> **Brief**:
Return, exactly, the line that contains "pub fn new(timestamp: NaiveDate, value: f64)" together with all lines after it to the end of the entries, and no further lines.

> **Data for processing**:

╭──

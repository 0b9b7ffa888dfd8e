//! Observation types consumed by the analysis pipeline

use chrono::NaiveDate;
use serde::{Deserialize, Serialize};

/// A single dated indicator value
///
/// Series handed to the analysis are expected to be strictly ascending by
/// `timestamp`, free of duplicates, and to hold only finite values.
/// Deduplication, regional aggregation and unit conversion happen upstream.
#[derive(Debug, Clone, Copy, PartialEq, Serialize, Deserialize)]
pub struct ObservationPoint {
    pub timestamp: NaiveDate,
    pub value: f64,
}

impl ObservationPoint {
    /// Create a new observation
    pub fn new(timestamp: NaiveDate, value: f64) -> Self {
        ObservationPoint { timestamp, value }
    }
}

/// Extract the values of a series in order
pub fn values_of(series: &[ObservationPoint]) -> Vec<f64> {
    series.iter().map(|p| p.value).collect()
}

/// Check the upstream contract: finite values, strictly ascending dates
///
/// The analysis path never calls this; it exists for callers and tests that
/// want to assert their own cleaning step.
pub fn is_well_formed(series: &[ObservationPoint]) -> bool {
    series.iter().all(|p| p.value.is_finite())
        && series.windows(2).all(|w| w[0].timestamp < w[1].timestamp)
}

╰──

> **Response**:
    pub fn new(timestamp: NaiveDate, value: f64) -> Self {
        ObservationPoint { timestamp, value }
    }
}

/// Extract the values of a series in order
pub fn values_of(series: &[ObservationPoint]) -> Vec<f64> {
    series.iter().map(|p| p.value).collect()
}

/// Check the upstream contract: finite values, strictly ascending dates
///
/// The analysis path never calls this; it exists for callers and tests that
/// want to assert their own cleaning step.
pub fn is_well_formed(series: &[ObservationPoint]) -> bool {
    series.iter().all(|p| p.value.is_finite())
        && series.windows(2).all(|w| w[0].timestamp < w[1].timestamp)
}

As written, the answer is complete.